START LISTED RECORDS

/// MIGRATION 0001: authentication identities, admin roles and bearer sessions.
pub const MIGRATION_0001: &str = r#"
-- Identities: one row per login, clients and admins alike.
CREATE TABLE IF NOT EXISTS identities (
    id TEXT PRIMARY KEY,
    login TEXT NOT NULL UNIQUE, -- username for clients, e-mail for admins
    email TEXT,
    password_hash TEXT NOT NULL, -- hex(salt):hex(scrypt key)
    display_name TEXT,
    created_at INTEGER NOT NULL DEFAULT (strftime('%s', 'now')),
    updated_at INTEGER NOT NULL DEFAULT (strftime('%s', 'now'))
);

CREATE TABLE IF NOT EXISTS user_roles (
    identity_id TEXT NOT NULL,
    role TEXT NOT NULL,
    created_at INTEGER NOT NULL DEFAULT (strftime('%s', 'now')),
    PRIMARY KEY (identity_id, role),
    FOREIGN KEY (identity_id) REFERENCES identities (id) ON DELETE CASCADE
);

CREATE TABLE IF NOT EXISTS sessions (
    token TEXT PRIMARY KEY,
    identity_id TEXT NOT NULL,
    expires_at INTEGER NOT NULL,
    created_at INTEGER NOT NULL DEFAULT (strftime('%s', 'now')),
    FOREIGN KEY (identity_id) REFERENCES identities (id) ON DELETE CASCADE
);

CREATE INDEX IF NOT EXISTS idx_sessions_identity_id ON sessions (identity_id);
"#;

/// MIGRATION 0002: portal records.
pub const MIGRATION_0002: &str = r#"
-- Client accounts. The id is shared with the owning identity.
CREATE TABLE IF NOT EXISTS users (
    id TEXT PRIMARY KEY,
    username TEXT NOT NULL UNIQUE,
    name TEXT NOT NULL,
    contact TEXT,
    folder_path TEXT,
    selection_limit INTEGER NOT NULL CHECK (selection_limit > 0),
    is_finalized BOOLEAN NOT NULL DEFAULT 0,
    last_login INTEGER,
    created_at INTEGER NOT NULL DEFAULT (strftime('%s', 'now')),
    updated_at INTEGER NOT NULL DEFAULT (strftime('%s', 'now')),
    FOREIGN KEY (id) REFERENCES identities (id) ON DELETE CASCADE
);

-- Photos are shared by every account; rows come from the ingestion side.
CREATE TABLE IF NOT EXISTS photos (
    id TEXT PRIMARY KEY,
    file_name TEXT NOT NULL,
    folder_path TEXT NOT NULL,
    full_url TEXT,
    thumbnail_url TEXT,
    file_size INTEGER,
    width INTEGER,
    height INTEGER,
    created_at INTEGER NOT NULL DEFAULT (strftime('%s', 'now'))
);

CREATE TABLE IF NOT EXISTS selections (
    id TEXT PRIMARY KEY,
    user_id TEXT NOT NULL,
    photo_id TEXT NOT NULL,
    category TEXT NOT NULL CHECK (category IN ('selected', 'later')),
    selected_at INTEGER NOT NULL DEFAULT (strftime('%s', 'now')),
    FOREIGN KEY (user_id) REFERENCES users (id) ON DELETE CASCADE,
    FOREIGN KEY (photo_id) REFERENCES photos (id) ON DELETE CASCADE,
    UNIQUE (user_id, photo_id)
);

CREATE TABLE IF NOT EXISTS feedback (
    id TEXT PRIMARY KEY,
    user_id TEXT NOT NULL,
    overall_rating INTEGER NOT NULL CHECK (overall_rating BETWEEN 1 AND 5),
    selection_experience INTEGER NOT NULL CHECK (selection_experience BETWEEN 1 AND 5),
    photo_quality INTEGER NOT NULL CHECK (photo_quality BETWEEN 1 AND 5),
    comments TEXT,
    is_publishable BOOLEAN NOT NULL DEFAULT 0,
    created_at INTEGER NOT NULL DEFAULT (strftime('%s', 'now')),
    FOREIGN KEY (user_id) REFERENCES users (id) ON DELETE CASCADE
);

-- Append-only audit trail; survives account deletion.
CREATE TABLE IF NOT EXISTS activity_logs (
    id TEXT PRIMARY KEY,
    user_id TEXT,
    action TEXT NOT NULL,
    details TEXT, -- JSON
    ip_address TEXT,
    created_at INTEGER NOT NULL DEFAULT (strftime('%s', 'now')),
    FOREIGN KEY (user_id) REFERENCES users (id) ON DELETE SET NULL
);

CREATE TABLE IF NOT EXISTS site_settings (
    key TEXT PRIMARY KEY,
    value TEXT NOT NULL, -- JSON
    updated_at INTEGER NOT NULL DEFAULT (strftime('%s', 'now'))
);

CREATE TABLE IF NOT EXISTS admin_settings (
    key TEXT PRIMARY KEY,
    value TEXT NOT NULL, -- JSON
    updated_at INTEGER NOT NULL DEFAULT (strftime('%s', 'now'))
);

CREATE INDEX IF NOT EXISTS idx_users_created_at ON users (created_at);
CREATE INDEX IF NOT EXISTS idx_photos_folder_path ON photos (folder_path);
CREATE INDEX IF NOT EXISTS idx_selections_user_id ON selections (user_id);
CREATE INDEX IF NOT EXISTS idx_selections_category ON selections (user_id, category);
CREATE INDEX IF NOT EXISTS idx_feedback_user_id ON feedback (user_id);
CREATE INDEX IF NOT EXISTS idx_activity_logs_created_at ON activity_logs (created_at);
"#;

END LISTED RECORDS

• [TASK PROMPT]:
Return the records above verbatim, in their entirety.

• [ANSWER FOR THIS EXERCISE]:
/// MIGRATION 0001: authentication identities, admin roles and bearer sessions.
pub const MIGRATION_0001: &str = r#"
-- Identities: one row per login, clients and admins alike.
CREATE TABLE IF NOT EXISTS identities (
    id TEXT PRIMARY KEY,
    login TEXT NOT NULL UNIQUE, -- username for clients, e-mail for admins
    email TEXT,
    password_hash TEXT NOT NULL, -- hex(salt):hex(scrypt key)
    display_name TEXT,
    created_at INTEGER NOT NULL DEFAULT (strftime('%s', 'now')),
    updated_at INTEGER NOT NULL DEFAULT (strftime('%s', 'now'))
);

CREATE TABLE IF NOT EXISTS user_roles (
    identity_id TEXT NOT NULL,
    role TEXT NOT NULL,
    created_at INTEGER NOT NULL DEFAULT (strftime('%s', 'now')),
    PRIMARY KEY (identity_id, role),
    FOREIGN KEY (identity_id) REFERENCES identities (id) ON DELETE CASCADE
);

CREATE TABLE IF NOT EXISTS sessions (
    token TEXT PRIMARY KEY,
    identity_id TEXT NOT NULL,
    expires_at INTEGER NOT NULL,
    created_at INTEGER NOT NULL DEFAULT (strftime('%s', 'now')),
    FOREIGN KEY (identity_id) REFERENCES identities (id) ON DELETE CASCADE
);

CREATE INDEX IF NOT EXISTS idx_sessions_identity_id ON sessions (identity_id);
"#;

/// MIGRATION 0002: portal records.
pub const MIGRATION_0002: &str = r#"
-- Client accounts. The id is shared with the owning identity.
CREATE TABLE IF NOT EXISTS users (
    id TEXT PRIMARY KEY,
    username TEXT NOT NULL UNIQUE,
    name TEXT NOT NULL,
    contact TEXT,
    folder_path TEXT,
    selection_limit INTEGER NOT NULL CHECK (selection_limit > 0),
    is_finalized BOOLEAN NOT NULL DEFAULT 0,
    last_login INTEGER,
    created_at INTEGER NOT NULL DEFAULT (strftime('%s', 'now')),
    updated_at INTEGER NOT NULL DEFAULT (strftime('%s', 'now')),
    FOREIGN KEY (id) REFERENCES identities (id) ON DELETE CASCADE
);

-- Photos are shared by every account; rows come from the ingestion side.
CREATE TABLE IF NOT EXISTS photos (
    id TEXT PRIMARY KEY,
    file_name TEXT NOT NULL,
    folder_path TEXT NOT NULL,
    full_url TEXT,
    thumbnail_url TEXT,
    file_size INTEGER,
    width INTEGER,
    height INTEGER,
    created_at INTEGER NOT NULL DEFAULT (strftime('%s', 'now'))
);

CREATE TABLE IF NOT EXISTS selections (
    id TEXT PRIMARY KEY,
    user_id TEXT NOT NULL,
    photo_id TEXT NOT NULL,
    category TEXT NOT NULL CHECK (category IN ('selected', 'later')),
    selected_at INTEGER NOT NULL DEFAULT (strftime('%s', 'now')),
    FOREIGN KEY (user_id) REFERENCES users (id) ON DELETE CASCADE,
    FOREIGN KEY (photo_id) REFERENCES photos (id) ON DELETE CASCADE,
    UNIQUE (user_id, photo_id)
);

CREATE TABLE IF NOT EXISTS feedback (
    id TEXT PRIMARY KEY,
    user_id TEXT NOT NULL,
    overall_rating INTEGER NOT NULL CHECK (overall_rating BETWEEN 1 AND 5),
    selection_experience INTEGER NOT NULL CHECK (selection_experience BETWEEN 1 AND 5),
    photo_quality INTEGER NOT NULL CHECK (photo_quality BETWEEN 1 AND 5),
    comments TEXT,
    is_publishable BOOLEAN NOT NULL DEFAULT 0,
    created_at INTEGER NOT NULL DEFAULT (strftime('%s', 'now')),
    FOREIGN KEY (user_id) REFERENCES users (id) ON DELETE CASCADE
);

-- Append-only audit trail; survives account deletion.
CREATE TABLE IF NOT EXISTS activity_logs (
    id TEXT PRIMARY KEY,
    user_id TEXT,
    action TEXT NOT NULL,
    details TEXT, -- JSON
    ip_address TEXT,
    created_at INTEGER NOT NULL DEFAULT (strftime('%s', 'now')),
    FOREIGN KEY (user_id) REFERENCES users (id) ON DELETE SET NULL
);

CREATE TABLE IF NOT EXISTS site_settings (
    key TEXT PRIMARY KEY,
    value TEXT NOT NULL, -- JSON
    updated_at INTEGER NOT NULL DEFAULT (strftime('%s', 'now'))
);

CREATE TABLE IF NOT EXISTS admin_settings (
    key TEXT PRIMARY KEY,
    value TEXT NOT NULL, -- JSON
    updated_at INTEGER NOT NULL DEFAULT (strftime('%s', 'now'))
);

CREATE INDEX IF NOT EXISTS idx_users_created_at ON users (created_at);
CREATE INDEX IF NOT EXISTS idx_photos_folder_path ON photos (folder_path);
CREATE INDEX IF NOT EXISTS idx_selections_user_id ON selections (user_id);
CREATE INDEX IF NOT EXISTS idx_selections_category ON selections (user_id, category);
CREATE INDEX IF NOT EXISTS idx_feedback_user_id ON feedback (user_id);
CREATE INDEX IF NOT EXISTS idx_activity_logs_created_at ON activity_logs (created_at);
"#;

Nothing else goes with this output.